TEST STRATEGY: A Test Strategy document is a high level document and normally developed by project manager. This document defines “Software Testing Approach” to achieve testing objectives. The Test Strategy is normally derived from the Business Requirement Specification document.
The Test Strategy document is a static document meaning that it is not updated too often. It sets the standards for testing processes and activities and other documents such as the Test Plan draws its contents from those standards set in the Test Strategy Document.
Some companies include the “Test Approach” or “Strategy” inside the Test Plan, which is fine and it is usually the case for small projects. However, for larger projects, there is one Test Strategy document and different number of Test Plans for each phase or level of testing.

COMPONENTS OF THE TEST STRATEGY DOCUMENT
  • Scope and Objectives
  • Business issues
  • Roles and responsibilities
  • Communication and status reporting
  • Test deliverables
  • Industry standards to follow
  • Test automation and tools
  • Testing measurements and metrices
  • Risks and mitigation
  • Defect reporting and tracking
  • Change and configuration management
  • Training plan

TEST PLAN: The Test Plan document on the other hand, is derived from the Product Description, Software Requirement Specification SRS, or Use Case Documents.
The Test Plan document is usually prepared by the Test Lead or Test Manager and the focus of the document is to describe what to test, how to test, when to test and who will do what test.
It is not uncommon to have one Master Test Plan which is a common document for the test phases and each test phase have their own Test Plan documents.
There is much debate, as to whether the Test Plan document should also be a static document like the Test Strategy document mentioned above or should it be updated every often to reflect changes according to the direction of the project and activities.
My own personal view is that when a testing phase starts and the Test Manager is “controlling” the activities, the test plan should be updated to reflect any deviation from the original plan. After all, Planning and Control are continuous activities in the formal test process.

COMPONENTS OF THE TEST PLAN DOCUMENT
  • Test Plan id
  • Introduction
  • Test items
  • Features to be tested
  • Features not to be tested
  • Test techniques
  • Testing tasks
  • Suspension criteria
  • Features pass or fail criteria
  • Test environment (Entry criteria, Exit criteria)
  • Test deliverables
  • Staff and training needs
  • Responsibilities
  • Schedule
This is a standard approach to prepare test plan and test strategy documents, but things can vary company-to-company

TEST SPECIFICATIONS: A document specifying the test approach for a software feature or combination or features and the inputs, predicted results and execution conditions for the associated tests.
It is a detailed summary of what scenarios will be tested, how they will be tested, how often they will be tested, and so on and so forth, for a given feature. Trying to include all Editor Features or all Window Management Features into one Test Specification would make it too large to effectively read.
However, a Test Plan is a collection of all test specifications for a given area. The Test Plan contains a high-level overview of what is tested for the given feature area.

Contents of a Test Specification:
  • Revision History - This section contain information like Who created the test specification? When was it created?
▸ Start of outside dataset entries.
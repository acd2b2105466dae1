use crate::event::ActionKind;
use std::io;
use thiserror::Error;

/// Errors raised by the entry store and its presentation-boundary helpers.
///
/// Removing or editing an id that does not exist is deliberately absent here:
/// those are silent no-ops, never errors.
#[derive(Debug, Error)]
pub enum DiaryError {
    /// A tagged action named a kind outside INIT/CREATE/REMOVE/EDIT.
    #[error("unknown action type: {0:?}")]
    UnknownAction(String),

    #[error("action has no \"type\" tag")]
    MissingActionType,

    /// The tag was recognized but the payload did not match its shape.
    #[error("malformed {kind} action: {source}")]
    MalformedAction {
        kind: ActionKind,
        #[source]
        source: serde_json::Error,
    },

    #[error("emotion must be between 1 and 5, got {0}")]
    InvalidEmotion(u8),

    /// Raised by [`validate_edit_content`](crate::validate_edit_content), never by the store.
    #[error("content must be at least {min} characters, got {actual}")]
    ContentTooShort { min: usize, actual: usize },

    #[error("entry store lock poisoned")]
    Poisoned,
}

/// Failure to produce the seed batch.
///
/// Seed failures are surfaced once and never retried; the store stays empty.
#[derive(Debug, Error)]
pub enum SeedError {
    #[error("seed request failed: {0}")]
    Http(#[from] reqwest::Error),

    #[error("seed source answered with status {0}")]
    Status(reqwest::StatusCode),

    #[error("seed response is not a list of records: {0}")]
    Malformed(#[from] serde_json::Error),

    #[error("seed source unavailable: {0}")]
    Unavailable(String),

    #[error(transparent)]
    Store(#[from] DiaryError),
}

/// Errors loading a [`SeedConfig`](crate::SeedConfig).
#[derive(Debug, Error)]
pub enum ConfigError {
    #[error("cannot read config: {0}")]
    Io(#[from] io::Error),

    #[error("cannot parse config: {0}")]
    Parse(#[from] serde_json::Error),

    #[error("invalid value {value:?} for {key}")]
    InvalidValue { key: &'static str, value: String },
}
When was the last time it was updated?
  • Feature Description – A brief description of what area is being tested.
  • What is tested? – An overview of what scenarios are tested.
  • What is not tested? - Are there any areas that are not being tested. There can be several reasons like... being covered by different people or any test limitations etc. If so, include this information as well.
  • Nightly Test Cases – A list of the test cases and high-level description of what is tested whenever a new build becomes available.
  • Breakout of Major Test Areas - It is the most interesting part of the test specification where testers arrange test cases according to what they are testing.
  • Specific Functionality Tests – Tests to verify the feature is working according to the design specification. This area also includes verifying error conditions.
  • Security tests – Any tests that are related to security.
  • Accessibility Tests – Any tests that are related to accessibility.
  • Performance Tests - This section includes verifying any performance requirements for your feature.
  • Localization / Globalization - tests to ensure you’re meeting your product’s Local and International requirements.
Please note that your Test Specification document should be in such a manner that should prioritize the test case easily like nightly test cases, weekly test cases and full test pass etc:
  • Nightly - Must run whenever a new build is available.
  • Weekly - Other major functionality tests run once every three or four builds.
  • Lower priority - Run once every major coding milestone.